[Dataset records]
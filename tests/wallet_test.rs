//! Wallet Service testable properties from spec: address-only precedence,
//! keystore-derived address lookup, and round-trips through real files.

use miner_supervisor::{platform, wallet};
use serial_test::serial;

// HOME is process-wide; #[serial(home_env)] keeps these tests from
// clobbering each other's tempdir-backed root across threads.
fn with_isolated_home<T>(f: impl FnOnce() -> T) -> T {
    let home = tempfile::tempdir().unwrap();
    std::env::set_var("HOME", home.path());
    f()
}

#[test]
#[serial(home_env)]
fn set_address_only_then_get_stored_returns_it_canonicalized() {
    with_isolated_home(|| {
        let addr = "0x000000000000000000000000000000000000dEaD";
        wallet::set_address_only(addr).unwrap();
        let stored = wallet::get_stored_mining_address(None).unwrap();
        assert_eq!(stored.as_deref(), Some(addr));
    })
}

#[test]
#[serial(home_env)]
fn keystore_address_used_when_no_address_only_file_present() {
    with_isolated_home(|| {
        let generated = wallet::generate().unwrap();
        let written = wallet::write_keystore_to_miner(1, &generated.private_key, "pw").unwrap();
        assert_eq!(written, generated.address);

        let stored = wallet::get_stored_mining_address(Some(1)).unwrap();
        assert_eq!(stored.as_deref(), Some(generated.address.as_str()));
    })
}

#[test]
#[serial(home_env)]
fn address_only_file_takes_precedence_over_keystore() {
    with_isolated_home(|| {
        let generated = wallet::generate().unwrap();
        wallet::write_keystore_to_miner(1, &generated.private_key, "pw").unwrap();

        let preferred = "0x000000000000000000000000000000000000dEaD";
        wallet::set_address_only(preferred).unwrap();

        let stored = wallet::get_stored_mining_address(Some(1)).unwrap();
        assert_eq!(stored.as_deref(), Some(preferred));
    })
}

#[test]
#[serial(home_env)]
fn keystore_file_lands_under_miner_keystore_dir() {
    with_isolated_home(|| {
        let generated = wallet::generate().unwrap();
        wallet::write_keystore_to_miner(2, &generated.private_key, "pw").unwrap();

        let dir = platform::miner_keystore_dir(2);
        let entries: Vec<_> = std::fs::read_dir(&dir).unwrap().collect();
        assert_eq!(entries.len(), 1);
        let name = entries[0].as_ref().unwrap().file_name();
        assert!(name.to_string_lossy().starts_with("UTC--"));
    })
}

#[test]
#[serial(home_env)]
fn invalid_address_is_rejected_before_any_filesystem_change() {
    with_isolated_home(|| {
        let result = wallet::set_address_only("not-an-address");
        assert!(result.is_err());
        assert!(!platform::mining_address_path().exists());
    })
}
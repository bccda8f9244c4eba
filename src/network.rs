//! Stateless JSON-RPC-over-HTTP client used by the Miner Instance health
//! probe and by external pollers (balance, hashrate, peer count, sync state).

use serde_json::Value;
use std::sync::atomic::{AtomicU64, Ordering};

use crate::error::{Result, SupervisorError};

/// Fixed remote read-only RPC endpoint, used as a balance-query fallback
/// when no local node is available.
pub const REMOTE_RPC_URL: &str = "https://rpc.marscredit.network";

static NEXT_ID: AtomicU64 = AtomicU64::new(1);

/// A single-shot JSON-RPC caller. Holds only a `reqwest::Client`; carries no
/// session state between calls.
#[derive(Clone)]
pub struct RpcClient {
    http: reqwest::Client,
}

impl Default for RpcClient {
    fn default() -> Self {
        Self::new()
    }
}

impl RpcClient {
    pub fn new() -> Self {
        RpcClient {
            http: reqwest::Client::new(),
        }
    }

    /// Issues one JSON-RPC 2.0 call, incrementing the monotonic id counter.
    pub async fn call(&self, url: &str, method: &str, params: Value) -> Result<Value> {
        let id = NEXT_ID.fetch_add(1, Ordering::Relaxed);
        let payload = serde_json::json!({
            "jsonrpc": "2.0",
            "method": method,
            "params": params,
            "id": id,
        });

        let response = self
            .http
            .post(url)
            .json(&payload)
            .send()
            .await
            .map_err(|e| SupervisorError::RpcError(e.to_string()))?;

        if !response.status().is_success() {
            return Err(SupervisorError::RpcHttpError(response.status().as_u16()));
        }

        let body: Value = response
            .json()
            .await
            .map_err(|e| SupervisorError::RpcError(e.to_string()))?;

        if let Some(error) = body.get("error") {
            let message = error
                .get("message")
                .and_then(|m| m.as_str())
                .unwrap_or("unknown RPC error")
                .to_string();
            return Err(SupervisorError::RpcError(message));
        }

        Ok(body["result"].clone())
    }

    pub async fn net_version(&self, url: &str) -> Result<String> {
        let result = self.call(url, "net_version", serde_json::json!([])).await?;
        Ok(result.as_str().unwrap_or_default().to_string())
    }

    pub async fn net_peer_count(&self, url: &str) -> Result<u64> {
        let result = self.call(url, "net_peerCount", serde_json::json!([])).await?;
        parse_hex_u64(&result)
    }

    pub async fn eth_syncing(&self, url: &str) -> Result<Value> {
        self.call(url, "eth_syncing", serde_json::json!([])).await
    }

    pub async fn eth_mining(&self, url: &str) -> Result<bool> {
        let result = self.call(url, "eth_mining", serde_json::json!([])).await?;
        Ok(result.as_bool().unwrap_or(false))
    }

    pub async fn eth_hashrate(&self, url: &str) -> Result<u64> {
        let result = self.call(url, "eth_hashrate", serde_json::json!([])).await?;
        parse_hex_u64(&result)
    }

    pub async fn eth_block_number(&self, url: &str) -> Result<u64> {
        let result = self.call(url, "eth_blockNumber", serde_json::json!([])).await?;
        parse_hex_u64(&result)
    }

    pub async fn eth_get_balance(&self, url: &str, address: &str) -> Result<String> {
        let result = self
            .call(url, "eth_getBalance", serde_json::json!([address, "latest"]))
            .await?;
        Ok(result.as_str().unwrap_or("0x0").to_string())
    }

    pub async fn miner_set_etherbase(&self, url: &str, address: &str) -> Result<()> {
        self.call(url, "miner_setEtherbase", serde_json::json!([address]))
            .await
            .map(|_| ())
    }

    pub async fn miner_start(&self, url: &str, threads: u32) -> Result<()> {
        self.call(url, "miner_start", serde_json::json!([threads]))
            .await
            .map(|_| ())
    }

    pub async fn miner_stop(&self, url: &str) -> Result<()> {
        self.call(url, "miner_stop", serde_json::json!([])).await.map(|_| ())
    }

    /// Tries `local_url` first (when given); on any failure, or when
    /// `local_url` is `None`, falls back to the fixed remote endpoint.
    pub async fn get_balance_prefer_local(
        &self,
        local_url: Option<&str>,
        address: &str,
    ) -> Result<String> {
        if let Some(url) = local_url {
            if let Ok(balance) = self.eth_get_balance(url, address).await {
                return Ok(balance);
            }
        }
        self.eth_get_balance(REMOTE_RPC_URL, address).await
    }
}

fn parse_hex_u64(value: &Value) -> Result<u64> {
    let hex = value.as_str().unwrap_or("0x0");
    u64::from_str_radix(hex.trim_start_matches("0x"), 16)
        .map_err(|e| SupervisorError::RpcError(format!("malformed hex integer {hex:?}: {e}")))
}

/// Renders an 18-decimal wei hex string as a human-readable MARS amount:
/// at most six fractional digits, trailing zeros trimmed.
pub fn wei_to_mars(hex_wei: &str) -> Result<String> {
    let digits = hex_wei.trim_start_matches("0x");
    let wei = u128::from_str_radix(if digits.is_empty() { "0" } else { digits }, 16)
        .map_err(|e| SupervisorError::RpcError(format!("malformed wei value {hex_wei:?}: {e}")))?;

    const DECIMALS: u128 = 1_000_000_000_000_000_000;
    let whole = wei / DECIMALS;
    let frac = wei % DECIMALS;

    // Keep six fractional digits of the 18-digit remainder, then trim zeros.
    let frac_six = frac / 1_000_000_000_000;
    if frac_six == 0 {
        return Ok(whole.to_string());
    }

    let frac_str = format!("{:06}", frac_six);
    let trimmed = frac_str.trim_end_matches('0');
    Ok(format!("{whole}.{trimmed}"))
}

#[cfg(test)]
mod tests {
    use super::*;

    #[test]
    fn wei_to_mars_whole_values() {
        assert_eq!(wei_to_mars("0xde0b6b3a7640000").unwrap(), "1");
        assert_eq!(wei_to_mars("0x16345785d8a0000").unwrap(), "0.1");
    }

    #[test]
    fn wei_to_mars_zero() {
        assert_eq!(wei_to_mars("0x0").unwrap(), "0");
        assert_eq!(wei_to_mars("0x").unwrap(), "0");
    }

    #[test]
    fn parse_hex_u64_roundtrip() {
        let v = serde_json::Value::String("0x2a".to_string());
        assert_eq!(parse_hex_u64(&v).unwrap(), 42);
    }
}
--
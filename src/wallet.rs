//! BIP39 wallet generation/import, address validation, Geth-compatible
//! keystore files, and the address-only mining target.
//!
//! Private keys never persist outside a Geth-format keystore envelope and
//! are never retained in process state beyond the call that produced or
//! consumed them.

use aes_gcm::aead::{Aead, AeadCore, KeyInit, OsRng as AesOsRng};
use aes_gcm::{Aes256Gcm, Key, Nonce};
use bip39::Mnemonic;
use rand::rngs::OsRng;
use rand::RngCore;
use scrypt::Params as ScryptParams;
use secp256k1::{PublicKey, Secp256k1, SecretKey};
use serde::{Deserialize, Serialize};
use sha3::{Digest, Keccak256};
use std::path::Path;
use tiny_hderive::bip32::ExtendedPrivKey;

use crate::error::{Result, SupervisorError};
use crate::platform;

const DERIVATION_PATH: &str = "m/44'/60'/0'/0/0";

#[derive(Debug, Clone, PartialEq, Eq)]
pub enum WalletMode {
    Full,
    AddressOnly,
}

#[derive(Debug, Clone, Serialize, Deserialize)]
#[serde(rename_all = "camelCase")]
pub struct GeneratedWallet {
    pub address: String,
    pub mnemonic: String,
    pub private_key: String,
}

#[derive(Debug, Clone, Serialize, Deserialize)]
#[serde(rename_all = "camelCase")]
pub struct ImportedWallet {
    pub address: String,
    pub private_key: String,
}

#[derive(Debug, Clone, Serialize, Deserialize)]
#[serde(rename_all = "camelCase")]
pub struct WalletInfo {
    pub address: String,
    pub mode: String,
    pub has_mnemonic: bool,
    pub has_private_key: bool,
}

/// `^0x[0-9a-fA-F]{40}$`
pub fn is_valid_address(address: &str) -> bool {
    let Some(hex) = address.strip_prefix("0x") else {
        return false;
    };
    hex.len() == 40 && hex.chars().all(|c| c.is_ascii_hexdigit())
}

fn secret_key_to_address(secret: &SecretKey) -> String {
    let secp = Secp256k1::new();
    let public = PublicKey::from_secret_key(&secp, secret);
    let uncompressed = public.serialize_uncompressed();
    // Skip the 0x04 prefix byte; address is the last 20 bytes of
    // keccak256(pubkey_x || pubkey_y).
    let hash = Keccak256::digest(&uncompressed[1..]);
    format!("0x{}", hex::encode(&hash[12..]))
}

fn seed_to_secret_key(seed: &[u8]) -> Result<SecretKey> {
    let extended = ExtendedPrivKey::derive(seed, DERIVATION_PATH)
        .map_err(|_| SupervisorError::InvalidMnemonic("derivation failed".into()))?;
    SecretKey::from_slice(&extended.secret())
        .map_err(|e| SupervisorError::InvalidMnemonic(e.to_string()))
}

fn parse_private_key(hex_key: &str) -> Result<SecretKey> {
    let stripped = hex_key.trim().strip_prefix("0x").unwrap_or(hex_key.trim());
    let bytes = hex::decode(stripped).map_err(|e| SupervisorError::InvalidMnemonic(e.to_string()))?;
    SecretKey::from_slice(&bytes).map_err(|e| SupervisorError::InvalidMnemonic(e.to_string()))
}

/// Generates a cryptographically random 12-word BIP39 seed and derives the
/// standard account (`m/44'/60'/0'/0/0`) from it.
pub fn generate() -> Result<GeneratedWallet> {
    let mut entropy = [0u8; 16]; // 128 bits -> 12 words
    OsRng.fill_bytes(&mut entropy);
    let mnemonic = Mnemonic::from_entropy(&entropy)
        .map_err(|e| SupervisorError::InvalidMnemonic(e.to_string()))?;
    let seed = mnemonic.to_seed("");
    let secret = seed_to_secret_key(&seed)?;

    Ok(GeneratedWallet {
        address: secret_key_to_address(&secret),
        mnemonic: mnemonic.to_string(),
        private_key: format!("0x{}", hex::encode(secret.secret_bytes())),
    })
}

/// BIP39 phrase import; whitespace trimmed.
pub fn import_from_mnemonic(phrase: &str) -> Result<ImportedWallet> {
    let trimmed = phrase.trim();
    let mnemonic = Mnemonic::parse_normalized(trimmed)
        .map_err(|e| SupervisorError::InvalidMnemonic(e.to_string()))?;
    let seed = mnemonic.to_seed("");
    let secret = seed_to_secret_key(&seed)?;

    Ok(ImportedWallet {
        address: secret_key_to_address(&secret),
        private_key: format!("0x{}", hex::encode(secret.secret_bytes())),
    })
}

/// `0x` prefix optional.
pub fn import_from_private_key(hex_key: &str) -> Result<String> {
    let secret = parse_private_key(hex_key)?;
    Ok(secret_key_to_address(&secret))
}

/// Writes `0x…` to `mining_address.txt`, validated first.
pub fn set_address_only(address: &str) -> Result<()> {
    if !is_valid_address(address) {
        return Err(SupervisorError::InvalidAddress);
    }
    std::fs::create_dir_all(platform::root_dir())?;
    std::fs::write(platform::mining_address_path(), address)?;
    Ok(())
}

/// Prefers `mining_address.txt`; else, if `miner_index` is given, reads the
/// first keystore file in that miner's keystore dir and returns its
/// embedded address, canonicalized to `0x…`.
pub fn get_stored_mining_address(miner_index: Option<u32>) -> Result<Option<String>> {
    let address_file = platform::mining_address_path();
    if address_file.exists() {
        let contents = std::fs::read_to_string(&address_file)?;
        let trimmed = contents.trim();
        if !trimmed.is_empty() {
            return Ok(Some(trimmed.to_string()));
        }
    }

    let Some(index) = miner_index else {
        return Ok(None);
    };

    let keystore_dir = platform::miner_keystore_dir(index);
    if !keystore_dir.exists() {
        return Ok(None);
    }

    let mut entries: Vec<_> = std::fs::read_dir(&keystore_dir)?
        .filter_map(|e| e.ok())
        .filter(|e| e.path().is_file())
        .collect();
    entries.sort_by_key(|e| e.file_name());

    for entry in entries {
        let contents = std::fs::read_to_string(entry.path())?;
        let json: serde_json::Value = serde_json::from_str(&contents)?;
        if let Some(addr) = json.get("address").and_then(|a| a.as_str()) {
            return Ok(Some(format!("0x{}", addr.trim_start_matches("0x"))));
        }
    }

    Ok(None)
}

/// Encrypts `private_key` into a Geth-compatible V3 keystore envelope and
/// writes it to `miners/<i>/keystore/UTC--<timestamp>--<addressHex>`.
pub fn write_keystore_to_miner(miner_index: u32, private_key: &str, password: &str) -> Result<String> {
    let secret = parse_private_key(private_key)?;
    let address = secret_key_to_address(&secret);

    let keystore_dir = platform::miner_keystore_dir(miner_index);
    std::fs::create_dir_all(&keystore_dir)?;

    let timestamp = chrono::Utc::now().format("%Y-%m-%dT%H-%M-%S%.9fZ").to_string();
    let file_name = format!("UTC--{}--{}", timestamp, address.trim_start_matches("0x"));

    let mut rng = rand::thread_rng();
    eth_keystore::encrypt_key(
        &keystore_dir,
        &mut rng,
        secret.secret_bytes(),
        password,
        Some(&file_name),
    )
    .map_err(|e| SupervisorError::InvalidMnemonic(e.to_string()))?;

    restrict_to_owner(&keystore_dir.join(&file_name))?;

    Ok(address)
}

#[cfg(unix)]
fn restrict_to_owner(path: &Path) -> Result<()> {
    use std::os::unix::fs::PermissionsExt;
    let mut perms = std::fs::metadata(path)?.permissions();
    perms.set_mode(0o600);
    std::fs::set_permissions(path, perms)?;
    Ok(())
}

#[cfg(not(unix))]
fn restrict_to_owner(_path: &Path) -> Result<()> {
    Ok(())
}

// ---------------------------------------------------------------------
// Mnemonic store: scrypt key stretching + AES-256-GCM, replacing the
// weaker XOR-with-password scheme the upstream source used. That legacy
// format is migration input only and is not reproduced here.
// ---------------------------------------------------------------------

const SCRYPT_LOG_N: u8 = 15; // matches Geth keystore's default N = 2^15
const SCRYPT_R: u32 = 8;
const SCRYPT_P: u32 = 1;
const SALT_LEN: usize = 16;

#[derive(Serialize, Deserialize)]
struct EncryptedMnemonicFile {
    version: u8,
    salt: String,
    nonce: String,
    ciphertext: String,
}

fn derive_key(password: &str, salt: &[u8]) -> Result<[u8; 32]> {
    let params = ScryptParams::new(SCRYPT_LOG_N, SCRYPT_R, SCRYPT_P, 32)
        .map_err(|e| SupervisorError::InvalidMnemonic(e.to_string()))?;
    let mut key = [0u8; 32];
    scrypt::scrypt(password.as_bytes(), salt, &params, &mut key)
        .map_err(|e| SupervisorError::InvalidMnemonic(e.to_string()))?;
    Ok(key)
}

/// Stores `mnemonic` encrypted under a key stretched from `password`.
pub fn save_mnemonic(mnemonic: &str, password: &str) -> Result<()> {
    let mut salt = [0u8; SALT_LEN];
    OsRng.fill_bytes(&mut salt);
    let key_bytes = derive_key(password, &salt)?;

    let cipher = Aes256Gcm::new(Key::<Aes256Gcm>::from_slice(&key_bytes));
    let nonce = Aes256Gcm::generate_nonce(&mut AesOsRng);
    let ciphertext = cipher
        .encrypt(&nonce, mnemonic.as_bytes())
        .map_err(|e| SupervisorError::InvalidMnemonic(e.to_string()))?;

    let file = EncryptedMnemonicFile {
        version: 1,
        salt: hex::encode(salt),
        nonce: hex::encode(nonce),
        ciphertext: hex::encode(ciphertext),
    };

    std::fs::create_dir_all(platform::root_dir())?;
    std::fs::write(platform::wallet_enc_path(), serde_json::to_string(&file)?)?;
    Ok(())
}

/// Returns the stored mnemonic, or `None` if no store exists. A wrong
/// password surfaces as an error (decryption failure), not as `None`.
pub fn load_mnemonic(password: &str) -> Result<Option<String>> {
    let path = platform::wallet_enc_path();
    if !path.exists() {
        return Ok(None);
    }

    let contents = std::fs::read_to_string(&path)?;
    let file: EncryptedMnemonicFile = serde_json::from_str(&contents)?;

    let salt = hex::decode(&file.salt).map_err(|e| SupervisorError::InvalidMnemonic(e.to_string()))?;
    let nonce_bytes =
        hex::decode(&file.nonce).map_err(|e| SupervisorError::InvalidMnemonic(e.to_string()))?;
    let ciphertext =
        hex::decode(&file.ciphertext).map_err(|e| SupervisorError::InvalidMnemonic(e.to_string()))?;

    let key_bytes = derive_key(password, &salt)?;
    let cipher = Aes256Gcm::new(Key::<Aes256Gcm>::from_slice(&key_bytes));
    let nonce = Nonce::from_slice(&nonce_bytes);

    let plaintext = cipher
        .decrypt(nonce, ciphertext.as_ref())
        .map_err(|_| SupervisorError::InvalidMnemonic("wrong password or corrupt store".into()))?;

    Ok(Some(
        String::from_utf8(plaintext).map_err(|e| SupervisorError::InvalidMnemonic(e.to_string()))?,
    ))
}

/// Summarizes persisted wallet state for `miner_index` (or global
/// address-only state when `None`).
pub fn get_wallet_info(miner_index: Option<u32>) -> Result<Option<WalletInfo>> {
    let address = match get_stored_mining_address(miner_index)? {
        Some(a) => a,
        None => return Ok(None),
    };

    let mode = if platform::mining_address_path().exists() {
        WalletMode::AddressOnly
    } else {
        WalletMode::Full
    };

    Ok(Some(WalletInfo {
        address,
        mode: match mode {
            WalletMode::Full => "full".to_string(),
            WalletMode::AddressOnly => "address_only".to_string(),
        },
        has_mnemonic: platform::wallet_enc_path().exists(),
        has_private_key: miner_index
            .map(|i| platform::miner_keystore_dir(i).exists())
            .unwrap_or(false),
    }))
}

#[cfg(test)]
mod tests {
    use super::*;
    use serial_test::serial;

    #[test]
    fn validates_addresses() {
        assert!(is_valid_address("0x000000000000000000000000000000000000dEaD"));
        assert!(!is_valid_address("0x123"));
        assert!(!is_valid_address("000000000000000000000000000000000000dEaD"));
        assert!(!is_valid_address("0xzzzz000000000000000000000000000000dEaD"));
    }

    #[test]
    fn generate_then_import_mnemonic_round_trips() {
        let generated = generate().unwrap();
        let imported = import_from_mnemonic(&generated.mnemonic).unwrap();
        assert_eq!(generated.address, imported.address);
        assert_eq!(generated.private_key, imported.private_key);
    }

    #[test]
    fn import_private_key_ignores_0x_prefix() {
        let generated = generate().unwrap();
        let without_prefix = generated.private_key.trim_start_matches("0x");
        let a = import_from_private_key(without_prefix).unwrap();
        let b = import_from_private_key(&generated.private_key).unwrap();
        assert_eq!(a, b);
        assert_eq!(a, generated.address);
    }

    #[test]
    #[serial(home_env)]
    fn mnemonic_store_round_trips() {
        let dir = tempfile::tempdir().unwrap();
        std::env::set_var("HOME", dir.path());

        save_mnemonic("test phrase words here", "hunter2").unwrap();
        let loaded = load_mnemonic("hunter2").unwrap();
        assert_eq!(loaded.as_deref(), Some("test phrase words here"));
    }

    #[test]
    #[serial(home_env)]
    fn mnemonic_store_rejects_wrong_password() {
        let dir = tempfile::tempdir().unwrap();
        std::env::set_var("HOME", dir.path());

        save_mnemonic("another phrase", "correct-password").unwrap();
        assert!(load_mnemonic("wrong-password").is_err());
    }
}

* _EXERCISE_
Your answer must be the lines above from the one containing "filename tests/wallet_test.rs" to the one containing "assert_eq!(written, generated.address);", both included, restated word for word.

* _SOLUTION BELOW_
filename tests/wallet_test.rs
//! Wallet Service testable properties from spec: address-only precedence,
//! keystore-derived address lookup, and round-trips through real files.

use miner_supervisor::{platform, wallet};
use serial_test::serial;

// HOME is process-wide; #[serial(home_env)] keeps these tests from
// clobbering each other's tempdir-backed root across threads.
fn with_isolated_home<T>(f: impl FnOnce() -> T) -> T {
    let home = tempfile::tempdir().unwrap();
    std::env::set_var("HOME", home.path());
    f()
}

#[test]
#[serial(home_env)]
fn set_address_only_then_get_stored_returns_it_canonicalized() {
    with_isolated_home(|| {
        let addr = "0x000000000000000000000000000000000000dEaD";
        wallet::set_address_only(addr).unwrap();
        let stored = wallet::get_stored_mining_address(None).unwrap();
        assert_eq!(stored.as_deref(), Some(addr));
    })
}

#[test]
#[serial(home_env)]
fn keystore_address_used_when_no_address_only_file_present() {
    with_isolated_home(|| {
        let generated = wallet::generate().unwrap();
        let written = wallet::write_keystore_to_miner(1, &generated.private_key, "pw").unwrap();
        assert_eq!(written, generated.address);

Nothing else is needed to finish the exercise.